The question that every freelance writer has to ask when they get started is “How do I get my first client as a freelance writer?”. Once you have to go through and set up your social media profiles, create a website, work on your branding and your unique selling point, the hard part starts. Marketing your services and finding your first client is always going to be the most challenging part of being a freelancer. It is something you need to do constantly. Don’t let this scare you, the more you practice, the better you will get. There are some sure fire ways to start prospecting and talking to clients. Once you get those first few calls out of the way you will see how easy it is. Within no time at all, one of those prospective clients will say yes and your first project will begin. How exciting!
Here are a few ways I have always relied on to find clients
Many writers prefer to avoid LinkedIn. They think it is more for corporate people, startup entrepreneurs or web developers. The truth is LinkedIn is great for connecting with people within specific industries. LinkedIn may not be great for every writer but if you are looking at getting into copywriting or content writing, this is the place to be. You need to focus on a niche here before you get started. You might be writing for fintech companies or health articles for doctors, whatever it might be, decide what industry and people you want to target.
The next step is to run a campaign. You can do this using a LinkedIn CRM or manually if you want to be really specific with who you connect with. Next, you need an offer. This might be a sample article to start the relationship off or it could be an idea for a project. An example could be connecting with real estate agents with an ebook idea to help boost their personal branding. Feel free to get creative but most importantly make it start out to catch their attention.
For beginners, this is probably the best place to start. There are a number of reasons for this. The first is that by joining a freelance marketplace like Upwork or Fiverr, you have protection. A client is never going to run off with your work without paying and you have a much lower risk of being scammed. The relationships aren't as good as if you were to connect personally on LinkedIn, but you do luck out and get some really great clients.
The pay is often lower than if you were to set your own rates and this is simply because, in a marketplace, you are competing on price. Combine this with the fact there are people from all over the world working on the one platform and this can drive down the price of your services significantly. That said, it is still the best place to learn the basics of freelancing. You can get a feel for how to communicate with clients, set your prices and deliver work on time.

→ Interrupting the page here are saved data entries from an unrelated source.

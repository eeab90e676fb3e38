//! File abstraction trait
//!
//! The `File` trait is the filesystem seam of the crate: the cache, the
//! file operations and the trash all reach the disk through it. Handles are
//! cheap, stateless and identified by their `Location`.

pub mod local;
pub(crate) mod sys;

use async_trait::async_trait;
use bitflags::bitflags;

use crate::cancellable::Cancellable;
use crate::error::FileResult;
use crate::file_enumerator::FileEnumerator;
use crate::file_info::{FileAttributeType, FileInfo};
use crate::iostream::{InputStream, OutputStream};
use crate::job::{CopyFlags, ProgressCallback};
use crate::location::Location;
use crate::monitor::FileMonitor;

bitflags! {
    #[derive(Clone, Copy, Debug, PartialEq, Eq, PartialOrd, Ord, Hash)]
    pub struct FileQueryInfoFlags: u32 {
        const NONE = 0;
        const NOFOLLOW_SYMLINKS = 1;
    }
}

#[async_trait]
pub trait File: Send + Sync + std::fmt::Debug {
    fn location(&self) -> Location;

    fn uri(&self) -> String {
        self.location().uri()
    }

    fn basename(&self) -> String {
        self.location().basename()
    }

    /// Queries information about the file.
    /// `attributes` is a comma-separated list of attributes to query (e.g. "standard::*,time::modified").
    async fn query_info(
        &self,
        attributes: &str,
        flags: FileQueryInfoFlags,
        cancellable: Option<&Cancellable>,
    ) -> FileResult<FileInfo>;

    /// Queries filesystem-level information (free space, type, etc.)
    async fn query_filesystem_info(
        &self,
        attributes: &str,
        cancellable: Option<&Cancellable>,
    ) -> FileResult<FileInfo>;

    async fn read(&self, cancellable: Option<&Cancellable>) -> FileResult<Box<dyn InputStream>>;

    /// Opens the file for writing, creating or truncating it.
    async fn replace(&self, cancellable: Option<&Cancellable>) -> FileResult<Box<dyn OutputStream>>;

    /// Creates a new file for writing. Fails if it already exists.
    async fn create_file(
        &self,
        cancellable: Option<&Cancellable>,
    ) -> FileResult<Box<dyn OutputStream>>;

    /// Deletes the file, or an empty directory.
    async fn delete(&self, cancellable: Option<&Cancellable>) -> FileResult<()>;

    async fn make_directory(&self, cancellable: Option<&Cancellable>) -> FileResult<()>;

    async fn make_symbolic_link(
        &self,
        target: &str,
        cancellable: Option<&Cancellable>,
    ) -> FileResult<()>;

    async fn enumerate_children(
        &self,
        attributes: &str,
        cancellable: Option<&Cancellable>,
    ) -> FileResult<Box<dyn FileEnumerator>>;

    /// Moves the file to a new location.
    async fn move_to(
        &self,
        destination: &dyn File,
        flags: CopyFlags,
        cancellable: Option<&Cancellable>,
        progress_callback: Option<&ProgressCallback>,
    ) -> FileResult<()>;

    /// Copies a regular file or symlink. Directories are walked by the caller.
    async fn copy(
        &self,
        destination: &dyn File,
        flags: CopyFlags,
        cancellable: Option<&Cancellable>,
        progress_callback: Option<&ProgressCallback>,
    ) -> FileResult<()>;

    async fn exists(&self, cancellable: Option<&Cancellable>) -> FileResult<bool>;

    /// Monitors the file or directory for changes.
    async fn monitor(&self, cancellable: Option<&Cancellable>) -> FileResult<FileMonitor>;

    /// Renames the file within its directory, returning the new location.
    async fn set_display_name(
        &self,
        display_name: &str,
        cancellable: Option<&Cancellable>,
    ) -> FileResult<Location>;

    /// Sets a single settable attribute (`unix::mode`, `unix::uid`,
    /// `unix::gid`, `metadata::*`).
    async fn set_attribute(
        &self,
        attribute: &str,
        value: &FileAttributeType,
        flags: FileQueryInfoFlags,
        cancellable: Option<&Cancellable>,
    ) -> FileResult<()>;

    /// Applies every attribute in `info`, stopping at the first failure.
    async fn set_attributes_from_info(
        &self,
        info: &FileInfo,
        flags: FileQueryInfoFlags,
        cancellable: Option<&Cancellable>,
    ) -> FileResult<()> {
        let mut names: Vec<&str> = info.attribute_names().collect();
        names.sort_unstable();
        for name in names {
            if let Some(value) = info.get_attribute(name) {
                self.set_attribute(name, value, flags, cancellable).await?;
            }
        }
        Ok(())
    }
}
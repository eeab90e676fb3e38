//! UDisks2 backend implementation
//!
//! Lists mountable filesystems over the system bus and mounts them. Used
//! by `FileOperations::mount_volume`.

use std::collections::HashMap;
use std::sync::Arc;

use zbus::{zvariant, Connection};

use crate::cancellable::Cancellable;
use crate::error::{FileError, FileErrorKind, FileResult};
use crate::location::Location;
use crate::volume::Volume;

/// UDisks2 D-Bus service name
const UDISKS2_SERVICE: &str = "org.freedesktop.UDisks2";
/// UDisks2 manager path
const UDISKS2_MANAGER_PATH: &str = "/org/freedesktop/UDisks2/Manager";
const UDISKS2_MANAGER_IFACE: &str = "org.freedesktop.UDisks2.Manager";
const UDISKS2_BLOCK_IFACE: &str = "org.freedesktop.UDisks2.Block";
const UDISKS2_FILESYSTEM_IFACE: &str = "org.freedesktop.UDisks2.Filesystem";

type ManagedObjects = HashMap<
    zvariant::OwnedObjectPath,
    HashMap<String, HashMap<String, zvariant::OwnedValue>>,
>;

fn bus_error(context: &str, err: impl std::fmt::Display) -> FileError {
    FileError::new(FileErrorKind::Failed, format!("{}: {}", context, err))
}

/// Decodes a NUL-terminated byte array property (`ay`).
fn bytestring(value: &zvariant::Value<'_>) -> Option<String> {
    let zvariant::Value::Array(arr) = value else {
        return None;
    };
    let bytes: Vec<u8> = arr
        .iter()
        .filter_map(|b| match b {
            zvariant::Value::U8(byte) => Some(*byte),
            _ => None,
        })
        .take_while(|b| *b != 0)
        .collect();
    String::from_utf8(bytes).ok()
}

fn string_property(props: &HashMap<String, zvariant::OwnedValue>, key: &str) -> Option<String> {
    match props.get(key).map(|v| &**v) {
        Some(zvariant::Value::Str(s)) if !s.is_empty() => Some(s.to_string()),
        _ => None,
    }
}

/// UDisks2 backend for device management
pub struct UDisks2Backend {
    connection: Option<Arc<Connection>>,
}

impl UDisks2Backend {
    /// Creates a new UDisks2 backend
    pub fn new() -> Self {
        Self { connection: None }
    }

    /// Connects to UDisks2 D-Bus service
    pub async fn connect(&mut self) -> FileResult<Arc<Connection>> {
        if let Some(conn) = &self.connection {
            return Ok(conn.clone());
        }
        let connection = Connection::system()
            .await
            .map_err(|e| bus_error("Failed to connect to system D-Bus", e))?;
        let connection = Arc::new(connection);
        self.connection = Some(connection.clone());
        Ok(connection)
    }

    /// Checks if UDisks2 is available
    pub async fn is_available(&mut self) -> bool {
        let Ok(conn) = self.connect().await else {
            return false;
        };
        zbus::Proxy::new(&*conn, UDISKS2_SERVICE, UDISKS2_MANAGER_PATH, UDISKS2_MANAGER_IFACE)
            .await
            .is_ok()
    }

    /// Gets all block devices carrying a filesystem.
    pub async fn volumes(&mut self, cancellable: Option<&Cancellable>) -> FileResult<Vec<Arc<dyn Volume>>> {
        if let Some(c) = cancellable {
            c.check()?;
        }

        let conn = self.connect().await?;
        let manager = zbus::Proxy::new(
            &*conn,
            UDISKS2_SERVICE,
            "/org/freedesktop/UDisks2",
            "org.freedesktop.DBus.ObjectManager",
        )
        .await
        .map_err(|e| bus_error("Failed to get UDisks2 object manager", e))?;

        // GetManagedObjects returns: a{oa{sa{sv}}}
        let reply = manager
            .call_method("GetManagedObjects", &())
            .await
            .map_err(|e| bus_error("Failed to get managed objects", e))?;
        let objects: ManagedObjects = reply
            .body()
            .deserialize()
            .map_err(|e| bus_error("Failed to parse response", e))?;

        let mut result = Vec::new();
        for (path, interfaces) in objects {
            if !path.as_str().contains("/block_devices/") {
                continue;
            }
            let (Some(block), Some(filesystem)) = (
                interfaces.get(UDISKS2_BLOCK_IFACE),
                interfaces.get(UDISKS2_FILESYSTEM_IFACE),
            ) else {
                continue;
            };
            if let Some(c) = cancellable {
                c.check()?;
            }
            result.push(Arc::new(UDisks2Volume::from_properties(
                conn.clone(),
                path.as_str(),
                block,
                filesystem,
            )) as Arc<dyn Volume>);
        }

        Ok(result)
    }
}

impl Default for UDisks2Backend {
    fn default() -> Self {
        Self::new()
    }
}

/// UDisks2 Volume implementation
#[derive(Debug)]
pub struct UDisks2Volume {
    connection: Arc<Connection>,
    path: String,
    name: String,
    uuid: Option<String>,
    label: Option<String>,
    mount_point: Option<String>,
    device: Option<String>,
}

impl UDisks2Volume {
    fn from_properties(
        connection: Arc<Connection>,
        path: &str,
        block: &HashMap<String, zvariant::OwnedValue>,
        filesystem: &HashMap<String, zvariant::OwnedValue>,
    ) -> Self {
        let label = string_property(block, "IdLabel");
        let uuid = string_property(block, "IdUUID");
        let device = block.get("Device").and_then(|v| bytestring(v));

        // MountPoints is an array of byte arrays
        let mount_point = match filesystem.get("MountPoints").map(|v| &**v) {
            Some(zvariant::Value::Array(points)) => points.iter().find_map(bytestring),
            _ => None,
        };

        let name = label
            .clone()
            .or_else(|| uuid.clone())
            .unwrap_or_else(|| path.rsplit('/').next().unwrap_or("Unknown Volume").to_string());

        Self {
            connection,
            path: path.to_string(),
            name,
            uuid,
            label,
            mount_point,
            device,
        }
    }
}

#[async_trait::async_trait]
impl Volume for UDisks2Volume {
    fn name(&self) -> String {
        self.name.clone()
    }

    fn icon(&self) -> String {
        match self.device.as_deref() {
            Some(d) if d.contains("sr") => "drive-optical".to_string(),
            Some(d) if d.contains("mmc") => "media-flash".to_string(),
            _ => "drive-harddisk".to_string(),
        }
    }

    fn uuid(&self) -> Option<String> {
        self.uuid.clone()
    }

    fn mount_root(&self) -> Option<Location> {
        self.mount_point.as_deref().map(Location::for_path)
    }

    fn can_mount(&self) -> bool {
        self.mount_point.is_none()
    }

    async fn mount(&self, cancellable: Option<&Cancellable>) -> FileResult<Location> {
        if let Some(c) = cancellable {
            c.check()?;
        }
        if let Some(root) = self.mount_root() {
            return Ok(root);
        }

        let path_obj = zvariant::ObjectPath::try_from(self.path.as_str())
            .map_err(|e| bus_error("Invalid object path", e))?;
        let proxy = zbus::Proxy::new(&*self.connection, UDISKS2_SERVICE, path_obj, UDISKS2_FILESYSTEM_IFACE)
            .await
            .map_err(|e| bus_error("Failed to create filesystem proxy", e))?;

        let mut options = HashMap::<String, zvariant::Value>::new();
        options.insert("auth.no_user_interaction".to_string(), true.into());

        let reply = proxy
            .call_method("Mount", &(options))
            .await
            .map_err(|e| bus_error("Failed to mount volume", e))?;
        let mount_path: String = reply
            .body()
            .deserialize()
            .map_err(|e| bus_error("Failed to parse mount reply", e))?;

        log::info!("mounted {} at {}", self.name, mount_path);
        Ok(Location::for_path(mount_path))
    }

    fn identifier(&self, kind: &str) -> Option<String> {
        match kind {
            "uuid" => self.uuid.clone(),
            "label" => self.label.clone(),
            "unix-device" => self.device.clone(),
            _ => None,
        }
    }
}

#[cfg(test)]
mod tests {
    use super::*;

    #[test]
    fn bytestring_stops_at_nul() {
        let value = zvariant::Value::from(b"/dev/sdb1\0\0".to_vec());
        assert_eq!(bytestring(&value).as_deref(), Some("/dev/sdb1"));
        assert_eq!(bytestring(&zvariant::Value::from("text")), None);
    }
}
use async_trait::async_trait;

use crate::cancellable::Cancellable;
use crate::error::FileResult;
use crate::file_info::FileInfo;
use crate::location::Location;

#[async_trait]
pub trait FileEnumerator: Send + Sync {
    /// Returns the next child with its info, `Ok(None)` once exhausted.
    async fn next_file(
        &mut self,
        cancellable: Option<&Cancellable>,
    ) -> FileResult<Option<(FileInfo, Location)>>;

    async fn close(&mut self, cancellable: Option<&Cancellable>) -> FileResult<()>;
}
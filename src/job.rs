//! File operations
//!
//! `FileOperations` copies, moves, links, trashes, deletes and creates files
//! on behalf of a [`FileCache`]. Each operation tells the cache about the
//! files it touched and, when its [`UndoScope`] records, leaves one
//! [`UndoInfo`] describing the whole batch in the undo manager.
//!
//! Name conflicts are never overwritten: the target name is made unique
//! the way a file manager does it (`notes (copy).txt`,
//! `notes (another copy).txt`, `notes (3rd copy).txt`, ...).

use std::path::PathBuf;
use std::sync::Arc;

use bitflags::bitflags;
use tokio::io::AsyncWriteExt;

use crate::cancellable::Cancellable;
use crate::error::{FileError, FileErrorKind, FileResult};
use crate::file::{File, FileQueryInfoFlags};
use crate::file_info::{attr, FileAttributeType, FileType};
use crate::location::Location;
use crate::model::attributes::Attributes;
use crate::model::cache::FileCache;
use crate::mount::Mount;
use crate::service::trash::{TrashDir, TrashEntry};
use crate::undo::{CreateTemplate, UndoInfo, UndoOp, UndoScope};
use crate::volume::Volume;

bitflags! {
    #[derive(Clone, Copy, Debug, PartialEq, Eq, PartialOrd, Ord, Hash)]
    pub struct CopyFlags: u32 {
        const NONE = 0;
        const OVERWRITE = 1;
        const NO_FALLBACK_FOR_MOVE = 4;
        const TARGET_DEFAULT_PERMS = 8;
    }
}

pub type ProgressCallback = Box<dyn Fn(u64, u64) + Send + Sync>;

pub const UNTITLED_FOLDER: &str = "Untitled Folder";
pub const UNTITLED_DOCUMENT: &str = "Untitled Document";

const TYPE_ATTRIBUTES: &str = "standard::type,standard::name,unix::mode";

/// Splits `name` at its extension dot. Leading dots do not count.
fn split_extension(name: &str) -> (&str, &str) {
    match name.rfind('.') {
        Some(dot) if dot > 0 => name.split_at(dot),
        _ => (name, ""),
    }
}

fn ordinal(n: u32) -> String {
    let suffix = match (n % 10, n % 100) {
        (_, 11..=13) => "th",
        (1, _) => "st",
        (2, _) => "nd",
        (3, _) => "rd",
        _ => "th",
    };
    format!("{}{}", n, suffix)
}

/// Base name and copy number of a name produced by [`duplicate_name`].
fn parse_duplicate_name(stem: &str) -> (&str, u32) {
    if let Some(base) = stem.strip_suffix(" (copy)") {
        return (base, 1);
    }
    if let Some(base) = stem.strip_suffix(" (another copy)") {
        return (base, 2);
    }
    if let Some(inner) = stem.strip_suffix(" copy)") {
        if let Some(open) = inner.rfind(" (") {
            let number = &inner[open + 2..];
            let digits = number.trim_end_matches(|c: char| c.is_ascii_alphabetic());
            if let Ok(n) = digits.parse::<u32>() {
                if number.len() - digits.len() == 2 && ordinal(n) == number {
                    return (&inner[..open], n);
                }
            }
        }
    }
    (stem, 0)
}

/// The name of copy number `count` of `name`.
///
/// `duplicate_name("notes.txt", 1)` is `notes (copy).txt`; duplicating a
/// name that already is a copy counts on from its number.
pub fn duplicate_name(name: &str, count: u32) -> String {
    let (stem, extension) = split_extension(name);
    let (base, previous) = parse_duplicate_name(stem);
    let n = previous + count;
    match n {
        0 => name.to_string(),
        1 => format!("{} (copy){}", base, extension),
        2 => format!("{} (another copy){}", base, extension),
        _ => format!("{} ({} copy){}", base, ordinal(n), extension),
    }
}

/// The name of link number `count` to `name`.
pub fn link_name(name: &str, count: u32) -> String {
    match count {
        0 | 1 => format!("Link to {}", name),
        2 => format!("Another link to {}", name),
        n => format!("{} link to {}", ordinal(n), name),
    }
}

/// `Untitled Folder`, `Untitled Folder 2`, ...
fn numbered_name(name: &str, count: u32) -> String {
    if count <= 1 {
        return name.to_string();
    }
    let (stem, extension) = split_extension(name);
    format!("{} {}{}", stem, count, extension)
}

#[derive(Clone)]
pub struct FileOperations {
    cache: FileCache,
    trash: TrashDir,
    scope: UndoScope,
}

impl std::fmt::Debug for FileOperations {
    fn fmt(&self, f: &mut std::fmt::Formatter<'_>) -> std::fmt::Result {
        f.debug_struct("FileOperations")
            .field("trash", &self.trash.root())
            .field("scope", &self.scope)
            .finish()
    }
}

This one can be a little tricky. There is an art to it and you need to really know how to send out captivating emails. Cold emails are simply sending out emails to businesses pitching your services. To get this right, you need to send the email to the right person, the decision-maker or at least hope that it gets to the right person. Smaller businesses usually work best in this case, especially local businesses. Again, decide on a niche you want to pursue, make a list on a spreadsheet and send out an email using a template.
Your email will need to be specific and personal so usually leave a sentence or two in the beginning that you write a quick intro to why you are emailing their business specifically. The body of the text should discuss your services, this can be generic to make it quicker to send out emails but the more specific you are, the better your results will be.
Referrals are usually the lifeblood of more advanced writers but you can certainly land your first client through a referral. Simply let everyone know in your network of friends, colleagues, former bosses and family that you are taking on freelance writing work. Sooner or later, you will come across someone who needs something written. It could be a resume, a cover letter, an email or a college application. Even if it is completely random, it is a great way to land your first paying gig.
As you grow in your career, you will find that referrals will come by much more frequently. The more impressive your work, the more likely your name will be passed on to someone in your clients' network and the cycle continues. This can be great since you don’t need to rely on prospecting as much and can spend more time writing. Never be afraid to ask a current client if they know of anyone who might benefit from your services. Referrals can make up anywhere between 20 - 50% of your incoming business so it is well worthwhile to ask.